As a toddler, she went through a phase in which she refused to sit in the bathtub. So instead, she stood there. Screaming. And screaming. And screaming. While we frantically hosed her off and patted her head down with a washcloth instead of washing her hair. Because of the screaming.
We took her to the pool every summer, even though we usually didn't stay long due to her translucently pale skin. She was fine sitting on the banked shallow end of the baby pool, but if we tried to entice her to wade past her chubby knees, she'd howl.
We signed her up for swimming lessons at the YMCA. She was two and in with babies nine months old. Happy, smiling babies who dunked under the water and came up laughing. My child clung to my neck and screamed if anyone got her chin within six inches of the water.
Last year, we signed her up for a group class with, unfortunately, three aggressive and water-loving little boys. The lessons were in a senior citizen's center, and either the little boys or the time we encountered the bathroom smeared with feces (a story for another day) set her back more than helped her. She ended her eight sessions allowing the front of her face to touch the water for bubbles but without successfully submerging.
We invested in private swimming lessons this year, and that and her growing readiness has made all the difference. Despite my girl's hatred of submersion, we've hacked away at her resolve for years, surrounding her in the pool with other little swimmers and repeating her exposure to swimming pools and lakes with ever-increasing frequency.

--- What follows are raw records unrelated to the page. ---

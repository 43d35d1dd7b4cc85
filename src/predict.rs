//! Prediction service: one request in, one response out.
//!
//! Parses the caller's home attributes and month, resolves the seasonal
//! weather inputs, assembles the feature row in training column order and
//! runs it through an `InferenceBackend`. Every failure comes back as a
//! `PredictError` value and is turned into the uniform failure body at the
//! boundary in `handle_predict`.

use axum::http::StatusCode;
use serde_json::{Map, Value};

use crate::artifacts::InferenceBackend;
use crate::model::{FeatureRow, PredictError, PredictionResponse};
use crate::weather;

// ============================================================================
// Request
// ============================================================================

/// Validated inputs of one prediction request.
#[derive(Debug, Clone, Copy, PartialEq)]
pub struct PredictionRequest {
    pub home_size: f64,
    pub num_appliances: f64,
    /// Exactly as sent, before any weather wraparound.
    pub month: i64,
}

impl PredictionRequest {
    /// Parses a raw request body. Only `home_size`, `num_appliances` and
    /// `month` are read; any other keys are ignored.
    pub fn from_body(body: &[u8]) -> Result<Self, PredictError> {
        let value: Value = serde_json::from_slice(body)
            .map_err(|e| PredictError::InvalidBody(e.to_string()))?;
        match value {
            Value::Object(fields) => Self::from_fields(&fields),
            _ => Err(PredictError::InvalidBody(
                "expected a JSON object".to_string(),
            )),
        }
    }

    pub fn from_fields(fields: &Map<String, Value>) -> Result<Self, PredictError> {
        let home_size = coerce_number("home_size", required(fields, "home_size")?)?;
        let num_appliances = coerce_number("num_appliances", required(fields, "num_appliances")?)?;
        let month = coerce_month(required(fields, "month")?)?;
        Ok(Self {
            home_size,
            num_appliances,
            month,
        })
    }
}

fn required<'a>(fields: &'a Map<String, Value>, name: &'static str) -> Result<&'a Value, PredictError> {
    fields.get(name).ok_or(PredictError::MissingField(name))
}

/// Accepts numbers, numeric strings and booleans.
fn coerce_number(field: &'static str, value: &Value) -> Result<f64, PredictError> {
    let invalid = |message: String| PredictError::InvalidField { field, message };
    match value {
        Value::Number(n) => n
            .as_f64()
            .ok_or_else(|| invalid(format!("{} is not representable", n))),
        Value::String(s) => s
            .trim()
            .parse::<f64>()
            .map_err(|_| invalid(format!("could not convert string to float: '{}'", s))),
        Value::Bool(b) => Ok(if *b { 1.0 } else { 0.0 }),
        Value::Null => Err(invalid("value is null".to_string())),
        _ => Err(invalid("expected a number".to_string())),
    }
}

/// Integer coercion of `month`.
///
/// Integers pass through, finite floats truncate toward zero, strings must
/// hold a base-10 integer (sign and `_` separators allowed), booleans are
/// 1 or 0. Anything outside the signed 64-bit range is rejected.
pub fn coerce_month(value: &Value) -> Result<i64, PredictError> {
    match value {
        Value::Number(n) => {
            if let Some(i) = n.as_i64() {
                return Ok(i);
            }
            if n.is_u64() {
                return Err(PredictError::InvalidMonth(format!("{} is out of range", n)));
            }
            let f = n.as_f64().unwrap_or(f64::NAN);
            let truncated = f.trunc();
            // i64::MIN is exactly representable; i64::MAX + 1 is the first float above range
            if !truncated.is_finite() || truncated < i64::MIN as f64 || truncated >= i64::MAX as f64 {
                return Err(PredictError::InvalidMonth(format!("{} is out of range", n)));
            }
            Ok(truncated as i64)
        }
        Value::String(s) => parse_int_literal(s)
            .ok_or_else(|| PredictError::InvalidMonth(format!("invalid literal for int(): '{}'", s))),
        Value::Bool(b) => Ok(i64::from(*b)),
        Value::Null => Err(PredictError::InvalidMonth("value is null".to_string())),
        _ => Err(PredictError::InvalidMonth("expected an integer".to_string())),
    }
}

fn parse_int_literal(raw: &str) -> Option<i64> {
    let s = raw.trim();
    let (negative, digits) = match s.as_bytes().first()? {
        b'-' => (true, &s[1..]),
        b'+' => (false, &s[1..]),
        _ => (false, s),
    };
    // Underscores only between digits: "1_2" is fine, "_12", "12_" and "1__2" are not.
    if digits.is_empty()
        || digits.starts_with('_')
        || digits.ends_with('_')
        || digits.contains("__")
        || !digits.chars().all(|c| c.is_ascii_digit() || c == '_')
    {
        return None;
    }
    let cleaned: String = digits.chars().filter(|c| *c != '_').collect();
    let signed = if negative { format!("-{}", cleaned) } else { cleaned };
    signed.parse::<i64>().ok()
}

// ============================================================================
// Feature Assembly
// ============================================================================

/// Builds the feature row for a request.
///
/// Weather columns come from the wrapped month key; `month_periods` keeps
/// the caller's original month.
pub fn build_feature_row(request: &PredictionRequest) -> FeatureRow {
    let stats = weather::stats_for_month(request.month);
    FeatureRow {
        home_size: request.home_size,
        num_appliances: request.num_appliances,
        temp_degree_days: stats.temp_degree_days,
        temp_cdd: stats.temp_cdd,
        temp_hdd: stats.temp_hdd,
        month_periods: request.month as f64,
    }
}

/// Parses, assembles and runs inference. No side effects.
pub fn predict_bill(body: &[u8], backend: &dyn InferenceBackend) -> Result<f64, PredictError> {
    let request = PredictionRequest::from_body(body)?;
    let row = build_feature_row(&request);
    let scaled = backend.transform(&row)?;
    backend.predict(&scaled)
}

/// Request boundary: every outcome becomes a status code and JSON body.
///
/// `200 {success: true, predicted_bill}` on success; any failure, input or
/// inference, is `500 {success: false, error}`.
pub fn handle_predict(
    body: &[u8],
    backend: &dyn InferenceBackend,
) -> (StatusCode, PredictionResponse) {
    respond(predict_bill(body, backend))
}

pub fn respond(result: Result<f64, PredictError>) -> (StatusCode, PredictionResponse) {
    match result {
        Ok(bill) => (StatusCode::OK, PredictionResponse::success(bill)),
        Err(e) => (
            StatusCode::INTERNAL_SERVER_ERROR,
            PredictionResponse::failure(e.to_string()),
        ),
    }
}

// ============================================================================
// Tests
// ============================================================================

#[cfg(test)]
mod tests {
    use super::*;
    use crate::model::ScaledRow;
    use std::sync::Mutex;

    /// Records the rows it sees; predicts the sum of the scaled row.
    #[derive(Default)]
    struct RecordingBackend {
        seen: Mutex<Vec<FeatureRow>>,
    }

    impl InferenceBackend for RecordingBackend {
        fn transform(&self, row: &FeatureRow) -> Result<ScaledRow, PredictError> {
            self.seen.lock().unwrap().push(*row);
            Ok(ScaledRow(row.to_array()))
        }

        fn predict(&self, row: &ScaledRow) -> Result<f64, PredictError> {
            Ok(row.0.iter().sum())
        }
    }

    struct FailingBackend;

    impl InferenceBackend for FailingBackend {
        fn transform(&self, _row: &FeatureRow) -> Result<ScaledRow, PredictError> {
            Err(PredictError::Inference("shape mismatch".to_string()))
        }

        fn predict(&self, _row: &ScaledRow) -> Result<f64, PredictError> {
            unreachable!("predict must not run after a failed transform")
        }
    }

    #[test]
    fn test_feature_row_for_month_three() {
        let backend = RecordingBackend::default();
        let body = br#"{"home_size": 1500, "num_appliances": 8, "month": 3}"#;
        let (status, response) = handle_predict(body, &backend);

        assert_eq!(status, StatusCode::OK);
        assert!(response.success);

        let seen = backend.seen.lock().unwrap();
        assert_eq!(
            seen[0],
            FeatureRow {
                home_size: 1500.0,
                num_appliances: 8.0,
                temp_degree_days: 5112.060606060606,
                temp_cdd: 1688.2727272727273,
                temp_hdd: 3423.787878787879,
                month_periods: 3.0,
            }
        );
        assert_eq!(response.predicted_bill, Some(seen[0].to_array().iter().sum::<f64>()));
    }

    #[test]
    fn test_month_periods_keeps_unwrapped_month() {
        let backend = RecordingBackend::default();
        handle_predict(br#"{"home_size": 900, "num_appliances": 3, "month": 7}"#, &backend);
        handle_predict(br#"{"home_size": 900, "num_appliances": 3, "month": -4}"#, &backend);

        let seen = backend.seen.lock().unwrap();
        let key2 = weather::WEATHER_TABLE[1].stats;
        assert_eq!(seen[0].month_periods, 7.0);
        assert_eq!(seen[0].temp_cdd, key2.temp_cdd);

        let key1 = weather::WEATHER_TABLE[0].stats;
        assert_eq!(seen[1].month_periods, -4.0);
        assert_eq!(seen[1].temp_hdd, key1.temp_hdd);
    }

    #[test]
    fn test_repeated_requests_are_deterministic() {
        let backend = RecordingBackend::default();
        let body = br#"{"home_size": 1234.5, "num_appliances": 6, "month": 11}"#;
        let first = handle_predict(body, &backend);
        let second = handle_predict(body, &backend);
        assert_eq!(first, second);
    }

    #[test]
    fn test_missing_fields_fail_without_panicking() {
        let backend = RecordingBackend::default();
        for body in [
            &br#"{"num_appliances": 8, "month": 3}"#[..],
            &br#"{"home_size": 1500, "month": 3}"#[..],
            &br#"{"home_size": 1500, "num_appliances": 8}"#[..],
        ] {
            let (status, response) = handle_predict(body, &backend);
            assert_eq!(status, StatusCode::INTERNAL_SERVER_ERROR);
            assert!(!response.success);
            assert!(response.error.unwrap().starts_with("Missing required field"));
        }
        assert!(backend.seen.lock().unwrap().is_empty());
    }

    #[test]
    fn test_non_numeric_month_fails() {
        let backend = RecordingBackend::default();
        let (status, response) =
            handle_predict(br#"{"home_size": 1500, "num_appliances": 8, "month": "march"}"#, &backend);
        assert_eq!(status, StatusCode::INTERNAL_SERVER_ERROR);
        assert_eq!(
            response.error.as_deref(),
            Some("Invalid month: invalid literal for int(): 'march'")
        );
    }

    #[test]
    fn test_malformed_bodies_fail() {
        let backend = RecordingBackend::default();
        for body in [&b""[..], &b"not json"[..], &b"[1, 2, 3]"[..], &b"null"[..]] {
            let (status, response) = handle_predict(body, &backend);
            assert_eq!(status, StatusCode::INTERNAL_SERVER_ERROR);
            assert!(!response.success);
        }
    }

    #[test]
    fn test_inference_failure_becomes_failure_response() {
        let (status, response) =
            handle_predict(br#"{"home_size": 1500, "num_appliances": 8, "month": 3}"#, &FailingBackend);
        assert_eq!(status, StatusCode::INTERNAL_SERVER_ERROR);
        assert_eq!(response.error.as_deref(), Some("Inference failed: shape mismatch"));
    }

    #[test]
    fn test_month_coercion() {
        use serde_json::json;
        assert_eq!(coerce_month(&json!(3)), Ok(3));
        assert_eq!(coerce_month(&json!(-4)), Ok(-4));
        assert_eq!(coerce_month(&json!(3.9)), Ok(3));
        assert_eq!(coerce_month(&json!(-2.5)), Ok(-2));
        assert_eq!(coerce_month(&json!(" 12 ")), Ok(12));
        assert_eq!(coerce_month(&json!("+7")), Ok(7));
        assert_eq!(coerce_month(&json!("1_0")), Ok(10));
        assert_eq!(coerce_month(&json!(true)), Ok(1));

        for bad in [json!("3.5"), json!(""), json!("_1"), json!(null), json!([3]), json!(u64::MAX)] {
            assert!(coerce_month(&bad).is_err(), "{} should be rejected", bad);
        }
    }

    #[test]
    fn test_number_coercion() {
        use serde_json::json;
        assert_eq!(coerce_number("home_size", &json!(1500)), Ok(1500.0));
        assert_eq!(coerce_number("home_size", &json!("1500.5")), Ok(1500.5));
        assert_eq!(coerce_number("home_size", &json!(false)), Ok(0.0));
        assert!(coerce_number("home_size", &json!(null)).is_err());
        assert!(coerce_number("home_size", &json!("big")).is_err());
        assert!(coerce_number("home_size", &json!({"sqft": 1})).is_err());
    }
}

Her current swimming teacher is awesome. I have no idea what she said, but suddenly my daughter is paddling around (albeit still in her life jacket, but I'll take it) without being held and dunking her whole head under the water without coming up shrieking like a greased hyena. To have a child willing to immerse her body in a swimming pool has brought me fifteen steps closer to what I consider "competent mother." It's probably unfair of me to internalize my daughter's swimming issues in this way, but swimming isn't like playing basketball or knowing how to draw a full house in poker -- it's a survival skill, and I've felt like I've failed her until she knew how to keep her head literally above water.